» **Data**
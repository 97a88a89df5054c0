//! # Objective Functions
//!
//! $$
//! f_{\mathrm{SR}}(\mathbf{w}) = -\frac{\mu_p(\mathbf{w})-r_f}{\sigma_p(\mathbf{w})},\qquad
//! f_{\sigma}(\mathbf{w}) = \sigma_p(\mathbf{w})
//! $$
//!
//! Scalar objectives over the weight vector. Statistics and the risk-free rate
//! are bound at construction; only the weights are optimized over.

use anyhow::anyhow;
use argmin::core::CostFunction;
use argmin::core::Error;
use argmin::core::Gradient;
use nalgebra::DMatrix;
use nalgebra::DVector;

use super::performance::TRADING_DAYS;
use super::performance::annualized_return;
use super::performance::annualized_volatility;

/// Volatility below which a portfolio is treated as riskless.
pub(crate) const MIN_VOLATILITY: f64 = 1e-15;

/// Differentiable scalar objective accepted by the SQP solver.
pub trait Objective:
  CostFunction<Param = DVector<f64>, Output = f64>
  + Gradient<Param = DVector<f64>, Gradient = DVector<f64>>
  + Sync
{
}

impl<T> Objective for T where
  T: CostFunction<Param = DVector<f64>, Output = f64>
    + Gradient<Param = DVector<f64>, Gradient = DVector<f64>>
    + Sync
{
}

/// Annualized portfolio volatility.
///
/// Minimizing volatility ranks portfolios exactly like minimizing variance.
#[derive(Clone, Debug)]
pub struct Volatility<'a> {
  cov: &'a DMatrix<f64>,
}

impl<'a> Volatility<'a> {
  pub fn new(cov: &'a DMatrix<f64>) -> Self {
    Self { cov }
  }
}

impl CostFunction for Volatility<'_> {
  type Param = DVector<f64>;
  type Output = f64;

  fn cost(&self, w: &Self::Param) -> Result<Self::Output, Error> {
    Ok(annualized_volatility(w, self.cov))
  }
}

impl Gradient for Volatility<'_> {
  type Param = DVector<f64>;
  type Gradient = DVector<f64>;

  fn gradient(&self, w: &Self::Param) -> Result<Self::Gradient, Error> {
    let vol = annualized_volatility(w, self.cov);
    if vol <= MIN_VOLATILITY {
      // Already at the global minimum of a PSD quadratic form.
      return Ok(DVector::zeros(w.len()));
    }
    Ok((self.cov * w) * (TRADING_DAYS / vol))
  }
}

/// Negated Sharpe ratio, so that maximizing Sharpe becomes a minimization.
///
/// A zero-volatility portfolio has no meaningful Sharpe ratio: the cost is
/// `+inf` and the gradient is an error there.
#[derive(Clone, Debug)]
pub struct NegativeSharpe<'a> {
  mean_returns: &'a DVector<f64>,
  cov: &'a DMatrix<f64>,
  risk_free: f64,
}

impl<'a> NegativeSharpe<'a> {
  pub fn new(mean_returns: &'a DVector<f64>, cov: &'a DMatrix<f64>, risk_free: f64) -> Self {
    Self {
      mean_returns,
      cov,
      risk_free,
    }
  }
}

impl CostFunction for NegativeSharpe<'_> {
  type Param = DVector<f64>;
  type Output = f64;

  fn cost(&self, w: &Self::Param) -> Result<Self::Output, Error> {
    let vol = annualized_volatility(w, self.cov);
    if vol <= MIN_VOLATILITY {
      return Ok(f64::INFINITY);
    }
    let ret = annualized_return(w, self.mean_returns);
    Ok(-(ret - self.risk_free) / vol)
  }
}

impl Gradient for NegativeSharpe<'_> {
  type Param = DVector<f64>;
  type Gradient = DVector<f64>;

  fn gradient(&self, w: &Self::Param) -> Result<Self::Gradient, Error> {
    let vol = annualized_volatility(w, self.cov);
    if vol <= MIN_VOLATILITY {
      return Err(anyhow!("Sharpe ratio undefined for a zero-volatility portfolio"));
    }
    let excess = annualized_return(w, self.mean_returns) - self.risk_free;
    let d_ret = self.mean_returns * TRADING_DAYS;
    let d_vol = (self.cov * w) * (TRADING_DAYS / vol);

    Ok(-(d_ret * vol - d_vol * excess) / (vol * vol))
  }
}

#[cfg(test)]
mod tests {
  use approx::assert_relative_eq;

  use super::*;

  fn stats() -> (DVector<f64>, DMatrix<f64>) {
    (
      DVector::from_vec(vec![0.0008, 0.0012, 0.0004]),
      DMatrix::from_row_slice(
        3,
        3,
        &[
          0.0004, 0.0001, 0.00005, //
          0.0001, 0.0009, 0.0002, //
          0.00005, 0.0002, 0.0003,
        ],
      ),
    )
  }

  fn central_difference<F: Fn(&DVector<f64>) -> f64>(f: F, x: &DVector<f64>) -> DVector<f64> {
    let h = 1e-6;
    DVector::from_iterator(
      x.len(),
      (0..x.len()).map(|i| {
        let mut up = x.clone();
        let mut down = x.clone();
        up[i] += h;
        down[i] -= h;
        (f(&up) - f(&down)) / (2.0 * h)
      }),
    )
  }

  #[test]
  fn volatility_gradient_matches_finite_differences() {
    let (_, cov) = stats();
    let obj = Volatility::new(&cov);
    let w = DVector::from_vec(vec![0.2, 0.5, 0.3]);

    let analytic = obj.gradient(&w).unwrap();
    let numeric = central_difference(|x| obj.cost(x).unwrap(), &w);
    for i in 0..3 {
      assert_relative_eq!(analytic[i], numeric[i], max_relative = 1e-5);
    }
  }

  #[test]
  fn negative_sharpe_gradient_matches_finite_differences() {
    let (mu, cov) = stats();
    let obj = NegativeSharpe::new(&mu, &cov, 0.01);
    let w = DVector::from_vec(vec![0.4, 0.4, 0.2]);

    let analytic = obj.gradient(&w).unwrap();
    let numeric = central_difference(|x| obj.cost(x).unwrap(), &w);
    for i in 0..3 {
      assert_relative_eq!(analytic[i], numeric[i], max_relative = 1e-5);
    }
  }

  #[test]
  fn zero_volatility_portfolio_is_rejected_by_sharpe() {
    let mu = DVector::from_vec(vec![0.0001]);
    let cov = DMatrix::from_row_slice(1, 1, &[0.0]);
    let obj = NegativeSharpe::new(&mu, &cov, 0.0);
    let w = DVector::from_vec(vec![1.0]);

    assert_eq!(obj.cost(&w).unwrap(), f64::INFINITY);
    assert!(obj.gradient(&w).is_err());
  }
}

» **Work order**
What lines above contain the word "stats"? Please copy each one.

» **Result**
  fn stats() -> (DVector<f64>, DMatrix<f64>) {
    let (_, cov) = stats();
    let (mu, cov) = stats();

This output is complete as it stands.